I guess that's because volatile prevents order-of-operation optimization within the processor or at JRE level but it doesn't merge "retrieving", "updating" and then "retrieving again" to one single operation. They're still separate things. I might very well be wrong in this but right now, it makes sense to me.
Next part:
So additionally to my this.sleep() method and the volatile keyword, I made the run method synchronized by adding that keyword to the method.To fix the problem, you can make the run method synchronized so that only one thread will try to update threadcounter at a time. Another thread will get a chance only after one thread exits out of the run method.
It doesn't seem to help much in either the fact that results are still not unique after this and also they still come in an undeterministic order.
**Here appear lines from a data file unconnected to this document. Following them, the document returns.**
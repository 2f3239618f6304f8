// Copyright 2024. The Tari Project
//
// Redistribution and use in source and binary forms, with or without modification, are permitted provided that the
// following conditions are met:
//
// 1. Redistributions of source code must retain the above copyright notice, this list of conditions and the following
// disclaimer.
//
// 2. Redistributions in binary form must reproduce the above copyright notice, this list of conditions and the
// following disclaimer in the documentation and/or other materials provided with the distribution.
//
// 3. Neither the name of the copyright holder nor the names of its contributors may be used to endorse or promote
// products derived from this software without specific prior written permission.
//
// THIS SOFTWARE IS PROVIDED BY THE COPYRIGHT HOLDERS AND CONTRIBUTORS "AS IS" AND ANY EXPRESS OR IMPLIED WARRANTIES,
// INCLUDING, BUT NOT LIMITED TO, THE IMPLIED WARRANTIES OF MERCHANTABILITY AND FITNESS FOR A PARTICULAR PURPOSE ARE
// DISCLAIMED. IN NO EVENT SHALL THE COPYRIGHT HOLDER OR CONTRIBUTORS BE LIABLE FOR ANY DIRECT, INDIRECT, INCIDENTAL,
// SPECIAL, EXEMPLARY, OR CONSEQUENTIAL DAMAGES (INCLUDING, BUT NOT LIMITED TO, PROCUREMENT OF SUBSTITUTE GOODS OR
// SERVICES; LOSS OF USE, DATA, OR PROFITS; OR BUSINESS INTERRUPTION) HOWEVER CAUSED AND ON ANY THEORY OF LIABILITY,
// WHETHER IN CONTRACT, STRICT LIABILITY, OR TORT (INCLUDING NEGLIGENCE OR OTHERWISE) ARISING IN ANY WAY OUT OF THE
// USE OF THIS SOFTWARE, EVEN IF ADVISED OF THE POSSIBILITY OF SUCH DAMAGE.

use bitcann_script::{ContractKind, ScriptError};
use thiserror::Error;

use crate::{
    chain_storage::ChainStorageError,
    covenants::{CommitmentError, CovenantError},
    transactions::transaction_components::TransactionError,
};

#[derive(Debug, Error)]
pub enum RegistryError {
    #[error("Storage error: {0}")]
    StorageError(#[from] ChainStorageError),
    #[error("Script error: {0}")]
    ScriptError(#[from] ScriptError),
    #[error("Commitment error: {0}")]
    CommitmentError(#[from] CommitmentError),
    #[error("Covenant error: {0}")]
    CovenantError(#[from] CovenantError),
    #[error("Transaction error: {0}")]
    TransactionError(#[from] TransactionError),
    #[error("The deployment has no {0} contract")]
    UnknownContract(ContractKind),
    #[error("Could not find {entity} for `{key}`")]
    NotFound { entity: &'static str, key: String },
}

impl RegistryError {
    pub fn not_found<K: ToString>(entity: &'static str, key: K) -> Self {
        RegistryError::NotFound {
            entity,
            key: key.to_string(),
        }
    }
}
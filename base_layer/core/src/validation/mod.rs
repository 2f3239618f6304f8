// Copyright 2024. The Tari Project
//
// Redistribution and use in source and binary forms, with or without modification, are permitted provided that the
// following conditions are met:
//
// 1. Redistributions of source code must retain the above copyright notice, this list of conditions and the following
// disclaimer.
//
// 2. Redistributions in binary form must reproduce the above copyright notice, this list of conditions and the
// following disclaimer in the documentation and/or other materials provided with the distribution.
//
// 3. Neither the name of the copyright holder nor the names of its contributors may be used to endorse or promote
// products derived from this software without specific prior written permission.
//
// THIS SOFTWARE IS PROVIDED BY THE COPYRIGHT HOLDERS AND CONTRIBUTORS "AS IS" AND ANY EXPRESS OR IMPLIED WARRANTIES,
// INCLUDING, BUT NOT LIMITED TO, THE IMPLIED WARRANTIES OF MERCHANTABILITY AND FITNESS FOR A PARTICULAR PURPOSE ARE
// DISCLAIMED. IN NO EVENT SHALL THE COPYRIGHT HOLDER OR CONTRIBUTORS BE LIABLE FOR ANY DIRECT, INDIRECT, INCIDENTAL,
// SPECIAL, EXEMPLARY, OR CONSEQUENTIAL DAMAGES (INCLUDING, BUT NOT LIMITED TO, PROCUREMENT OF SUBSTITUTE GOODS OR
// SERVICES; LOSS OF USE, DATA, OR PROFITS; OR BUSINESS INTERRUPTION) HOWEVER CAUSED AND ON ANY THEORY OF LIABILITY,
// WHETHER IN CONTRACT, STRICT LIABILITY, OR TORT (INCLUDING NEGLIGENCE OR OTHERWISE) ARISING IN ANY WAY OUT OF THE
// USE OF THIS SOFTWARE, EVEN IF ADVISED OF THE POSSIBILITY OF SUCH DAMAGE.

//! Transaction validation for the ledger simulator. Each rule is a [TransactionValidation] and the ledger runs them
//! through a [TransactionValidator].

mod error;
pub use error::ValidationError;

pub mod helpers;

mod interpreter;
pub use interpreter::{DeclaredSignerOracle, Interpreter, SignatureOracle};

pub mod token_rules;

mod traits;
pub use traits::{TransactionContext, TransactionValidation};

mod transaction_validators;
pub use transaction_validators::{
    TransactionValidator,
    TxInternalConsistencyValidator,
    TxScriptValidator,
    TxTimelockValidator,
    TxTokenValidator,
    TxValueBalanceValidator,
};
// Copyright 2024. The Tari Project
//
// Redistribution and use in source and binary forms, with or without modification, are permitted provided that the
// following conditions are met:
//
// 1. Redistributions of source code must retain the above copyright notice, this list of conditions and the following
// disclaimer.
//
// 2. Redistributions in binary form must reproduce the above copyright notice, this list of conditions and the
// following disclaimer in the documentation and/or other materials provided with the distribution.
//
// 3. Neither the name of the copyright holder nor the names of its contributors may be used to endorse or promote
// products derived from this software without specific prior written permission.
//
// THIS SOFTWARE IS PROVIDED BY THE COPYRIGHT HOLDERS AND CONTRIBUTORS "AS IS" AND ANY EXPRESS OR IMPLIED WARRANTIES,
// INCLUDING, BUT NOT LIMITED TO, THE IMPLIED WARRANTIES OF MERCHANTABILITY AND FITNESS FOR A PARTICULAR PURPOSE ARE
// DISCLAIMED. IN NO EVENT SHALL THE COPYRIGHT HOLDER OR CONTRIBUTORS BE LIABLE FOR ANY DIRECT, INDIRECT, INCIDENTAL,
// SPECIAL, EXEMPLARY, OR CONSEQUENTIAL DAMAGES (INCLUDING, BUT NOT LIMITED TO, PROCUREMENT OF SUBSTITUTE GOODS OR
// SERVICES; LOSS OF USE, DATA, OR PROFITS; OR BUSINESS INTERRUPTION) HOWEVER CAUSED AND ON ANY THEORY OF LIABILITY,
// WHETHER IN CONTRACT, STRICT LIABILITY, OR TORT (INCLUDING NEGLIGENCE OR OTHERWISE) ARISING IN ANY WAY OUT OF THE
// USE OF THIS SOFTWARE, EVEN IF ADVISED OF THE POSSIBILITY OF SUCH DAMAGE.

use std::{
    env,
    fs,
    path::{Path, PathBuf},
};

use crate::{dir_utils, ConfigurationError, DEFAULT_LOG_CONFIG};

/// Determine the path to a log configuration file using the following precedence rules:
/// 1. Use the provided path (usually pulled from a CLI argument)
/// 2. Use the value in the `BITCANN_LOG_CONFIGURATION` envar
/// 3. The default path (OS-dependent), `~/.bitcann/log4rs.yml`
pub fn get_log_configuration_path(cli_path: Option<PathBuf>) -> PathBuf {
    cli_path
        .or_else(|| {
            env::var_os("BITCANN_LOG_CONFIGURATION")
                .filter(|s| !s.is_empty())
                .map(PathBuf::from)
        })
        .unwrap_or_else(|| dir_utils::default_path(DEFAULT_LOG_CONFIG))
}

/// Set up application-level logging using the Log4rs configuration file at `config_file`. The bundled default
/// configuration is installed first if the file does not exist.
pub fn initialize_logging(config_file: &Path) -> Result<(), ConfigurationError> {
    if !config_file.exists() {
        install_default_logfile_config(config_file)?;
    }
    log4rs::init_file(config_file, Default::default()).map_err(|e| {
        ConfigurationError::new(
            "log_config",
            Some(config_file.display().to_string()),
            format!("Could not load the logging configuration: {}", e),
        )
    })?;
    Ok(())
}

/// Installs the default logfile configuration, copied from `log4rs_sample.yml`, to the given path.
pub fn install_default_logfile_config(path: &Path) -> Result<(), std::io::Error> {
    let source = include_str!("../logging/log4rs_sample.yml");
    if let Some(d) = path.parent() {
        fs::create_dir_all(d)?;
    }
    fs::write(path, source)
}

#[cfg(test)]
mod test {
    use super::*;

    #[test]
    fn get_log_configuration_path_cli() {
        let path = get_log_configuration_path(Some(PathBuf::from("~/my-registry")));
        assert_eq!(path.to_str().unwrap(), "~/my-registry");
    }

    #[test]
    fn it_installs_the_sample_log_config() {
        let dir = tempfile::tempdir().unwrap();
        let path = dir.path().join("logs").join("log4rs.yml");
        install_default_logfile_config(&path).unwrap();
        let contents = fs::read_to_string(&path).unwrap();
        assert!(contents.contains("appenders"));
    }
}
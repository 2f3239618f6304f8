// Copyright 2024. The Tari Project
//
// Redistribution and use in source and binary forms, with or without modification, are permitted provided that the
// following conditions are met:
//
// 1. Redistributions of source code must retain the above copyright notice, this list of conditions and the following
// disclaimer.
//
// 2. Redistributions in binary form must reproduce the above copyright notice, this list of conditions and the
// following disclaimer in the documentation and/or other materials provided with the distribution.
//
// 3. Neither the name of the copyright holder nor the names of its contributors may be used to endorse or promote
// products derived from this software without specific prior written permission.
//
// THIS SOFTWARE IS PROVIDED BY THE COPYRIGHT HOLDERS AND CONTRIBUTORS "AS IS" AND ANY EXPRESS OR IMPLIED WARRANTIES,
// INCLUDING, BUT NOT LIMITED TO, THE IMPLIED WARRANTIES OF MERCHANTABILITY AND FITNESS FOR A PARTICULAR PURPOSE ARE
// DISCLAIMED. IN NO EVENT SHALL THE COPYRIGHT HOLDER OR CONTRIBUTORS BE LIABLE FOR ANY DIRECT, INDIRECT, INCIDENTAL,
// SPECIAL, EXEMPLARY, OR CONSEQUENTIAL DAMAGES (INCLUDING, BUT NOT LIMITED TO, PROCUREMENT OF SUBSTITUTE GOODS OR
// SERVICES; LOSS OF USE, DATA, OR PROFITS; OR BUSINESS INTERRUPTION) HOWEVER CAUSED AND ON ANY THEORY OF LIABILITY,
// WHETHER IN CONTRACT, STRICT LIABILITY, OR TORT (INCLUDING NEGLIGENCE OR OTHERWISE) ARISING IN ANY WAY OUT OF THE
// USE OF THIS SOFTWARE, EVEN IF ADVISED OF THE POSSIBILITY OF SUCH DAMAGE.

//! Locking bytecode for the BitCANN covenants.
//!
//! Covenants are never executed from bytecode in this crate. What matters is their identity: a contract is
//! addressed by the P2SH32 hash of its redeem bytecode, which is a fixed template preceded by the pushes of its
//! constructor arguments. [`ContractTemplate`] and [`PartialBytecode`] derive those identities deterministically,
//! and [`decode_redeem_bytecode`] recovers the contract kind and arguments from a revealed redeem bytecode.

mod builder;
mod error;
mod hashing;
mod locking_bytecode;
pub mod op_codes;
mod script_num;
mod template;

pub use builder::{encode_push, read_pushes, ScriptBuilder};
pub use error::ScriptError;
pub use hashing::{hash256, sha256};
pub use locking_bytecode::{LockingBytecode, P2PKH_LOCKING_BYTECODE_LENGTH, P2SH32_LOCKING_BYTECODE_LENGTH};
pub use script_num::{decode_script_num, encode_script_num, MAX_SCRIPT_NUM_LENGTH};
pub use template::{
    decode_redeem_bytecode,
    ConstructorArg,
    ContractKind,
    ContractTemplate,
    DecodedContract,
    PartialBytecode,
    RedeemBytecode,
};
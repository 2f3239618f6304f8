// Copyright 2024. The Tari Project
//
// Redistribution and use in source and binary forms, with or without modification, are permitted provided that the
// following conditions are met:
//
// 1. Redistributions of source code must retain the above copyright notice, this list of conditions and the following
// disclaimer.
//
// 2. Redistributions in binary form must reproduce the above copyright notice, this list of conditions and the
// following disclaimer in the documentation and/or other materials provided with the distribution.
//
// 3. Neither the name of the copyright holder nor the names of its contributors may be used to endorse or promote
// products derived from this software without specific prior written permission.
//
// THIS SOFTWARE IS PROVIDED BY THE COPYRIGHT HOLDERS AND CONTRIBUTORS "AS IS" AND ANY EXPRESS OR IMPLIED WARRANTIES,
// INCLUDING, BUT NOT LIMITED TO, THE IMPLIED WARRANTIES OF MERCHANTABILITY AND FITNESS FOR A PARTICULAR PURPOSE ARE
// DISCLAIMED. IN NO EVENT SHALL THE COPYRIGHT HOLDER OR CONTRIBUTORS BE LIABLE FOR ANY DIRECT, INDIRECT, INCIDENTAL,
// SPECIAL, EXEMPLARY, OR CONSEQUENTIAL DAMAGES (INCLUDING, BUT NOT LIMITED TO, PROCUREMENT OF SUBSTITUTE GOODS OR
// SERVICES; LOSS OF USE, DATA, OR PROFITS; OR BUSINESS INTERRUPTION) HOWEVER CAUSED AND ON ANY THEORY OF LIABILITY,
// WHETHER IN CONTRACT, STRICT LIABILITY, OR TORT (INCLUDING NEGLIGENCE OR OTHERWISE) ARISING IN ANY WAY OUT OF THE
// USE OF THIS SOFTWARE, EVEN IF ADVISED OF THE POSSIBILITY OF SUCH DAMAGE.

#![cfg_attr(not(debug_assertions), deny(unused_variables))]
#![cfg_attr(not(debug_assertions), deny(unused_imports))]
#![cfg_attr(not(debug_assertions), deny(dead_code))]
#![cfg_attr(not(debug_assertions), deny(unused_extern_crates))]
#![deny(unused_must_use)]
#![deny(unreachable_patterns)]
#![deny(unknown_lints)]
//! The BitCANN covenant protocol.
//!
//! - [covenants]: the rules enforced by each registry contract when one of its UTXOs is spent
//! - [transactions]: the CashTokens transaction model
//! - [validation] and [chain_storage]: a ledger that applies transactions the way a node would
//! - [registry]: deployment of the contracts, their genesis state and queries over it

pub mod chain_storage;
pub mod consensus;
pub mod covenants;
pub mod registry;
pub mod transactions;
pub mod validation;

pub mod test_helpers;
I think it has to do with the fact that the monitor is then on the instance of my class while the threadcounter is a static variable.
If I remove the synchronized keyword from the run() method, and instead, add synchronized(TestClass.class), that does solve both the problems of uniqueness of the results and ordering of the results. I also actually have to wait a second for each result to show up with this modification. It makes sense to me, the monitor is now static so whichever instance there is, has to consider that monitor.
The final part of the explanation:
The AtomicInteger solution by itself seems to only fix the issue of uniqueness, not the ordering of the results. This makes sense to me.You may also use AtomicInteger instead of int and use its getAndIncrement method instead of the post increment operator.
I think I learned a lot by this question, the explanation and testing things out. I'd be happy to hear if I made any wrong assumptions or if there's anything more to take from this.